• What to produce: Find the string "holding" in the data, then copy every line where it is found.

_ _ _ _

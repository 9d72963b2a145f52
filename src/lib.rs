//! # Tile Cache
//!
//! A memoizing image cache and map tile compositor for turn-based strategy
//! renderers:
//! - **Typed requests**: one small key struct per visual category (armies,
//!   cities, flags, fog, composed map tiles, ...)
//! - **Generated once**: player colour masks, greying, medal and disc
//!   overlays are applied on the first request and reused afterwards
//! - **Byte budget** shared by all categories, pruned in a fixed category
//!   order, least recently used first
//! - **Tile composition** in a fixed layer order, reusing the cached pieces
//!
//! ## Quick Start
//!
//! ```rust
//! use image::Rgb;
//! use tilecache::{ArmyPic, Asset, ImageCache, MemoryTheme, RasterImage, Sprite};
//!
//! // The theme holds the decoded sprites of the active sets.
//! let sprite = Sprite::with_mask(RasterImage::new(40, 40), RasterImage::new(40, 40));
//! let theme = MemoryTheme::new(40)
//!     .with_sprite(Asset::Army { armyset: 1, army_type: 4 }, sprite)
//!     .with_player_color(3, Rgb([200, 40, 40]));
//!
//! let mut cache = ImageCache::new(theme);
//!
//! // Army #4 of armyset 1, owned by player 3, with two medals, greyed out.
//! let mut key = ArmyPic::new(1, 4, 3);
//! key.medals = [true, true, false];
//! key.greyed = true;
//!
//! let image = cache.army_pic(key);
//! assert_eq!(image.dimensions(), (40, 40));
//!
//! // The second request is answered from the cache.
//! cache.army_pic(key);
//! assert_eq!(cache.stats().hits(), 1);
//! ```
//!
//! ## Map Tiles
//!
//! ```rust
//! use tilecache::{Building, BuildingKind, ImageCache, MemoryTheme, ThemeSets, TileDescriptor};
//!
//! let mut cache = ImageCache::new(MemoryTheme::new(32));
//! let mut tile = TileDescriptor::new(ThemeSets::default(), 1, 0);
//! tile.building = Some(Building {
//!     kind: BuildingKind::City { razed: false },
//!     subtype: 0,
//!     owner: 2,
//!     cell: (1, 0),
//! });
//! tile.grid = true;
//!
//! assert_eq!(cache.tile_pic(&tile).dimensions(), (32, 32));
//! ```
//!
//! ## Memory Budget
//!
//! The budget is soft. Once resident images reach it, categories holding
//! more entries than their limit lose their least recently used half, in
//! [`Category::ALL`] order, until the total is back under the ceiling. If
//! every category is within its limit the cache stays over budget. The
//! image just requested is never evicted.
//!
//! ## Thread Safety
//!
//! [`ImageCache`] hands out plain borrows and needs `&mut self` for every
//! request. For several renderer threads, wrap it in a
//! [`SharedImageCache`], which returns a [`Guard`] holding a read lock.

mod budget;
mod builder;
mod compositor;
mod erased;
mod error;
mod facade;
mod generate;
mod keys;
mod lru;
mod metrics;
mod raster;
mod shared;
mod store;
mod theme;
mod traits;

pub mod transform;

pub use budget::{
	BudgetConfig, BudgetManager, CategoryCaches, DEFAULT_BUDGET_BYTES, EvictionReport, MIN_BUDGET_BYTES,
};
pub use builder::ImageCacheBuilder;
pub use compositor::{
	Building, BuildingKind, FOG_FULLY_OBSCURED, GRID_COLOR, Standard, StackSummary, ThemeSets, TileDescriptor, compose,
};
pub use error::{ImageError, Result};
pub use facade::ImageCache;
pub use generate::{Generate, PLACEHOLDER_SIZE};
pub use keys::*;
pub use lru::{Inserted, KeyedCache, Lookup, LruKeys};
pub use metrics::{CacheStats, CategoryStats};
pub use raster::{BIT_DEPTH, BYTES_PER_PIXEL, RasterImage};
pub use shared::{Guard, SharedImageCache};
pub use store::ImageStore;
pub use theme::{Asset, DEFAULT_TILE_SIZE, MemoryTheme, NEUTRAL_COLOR, Sprite, ThemeProvider};
pub use traits::{CacheKey, Category};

_ _ _ _

• Solved exercise:
//! The budget is soft. Once resident images reach it, categories holding
//! [`SharedImageCache`], which returns a [`Guard`] holding a read lock.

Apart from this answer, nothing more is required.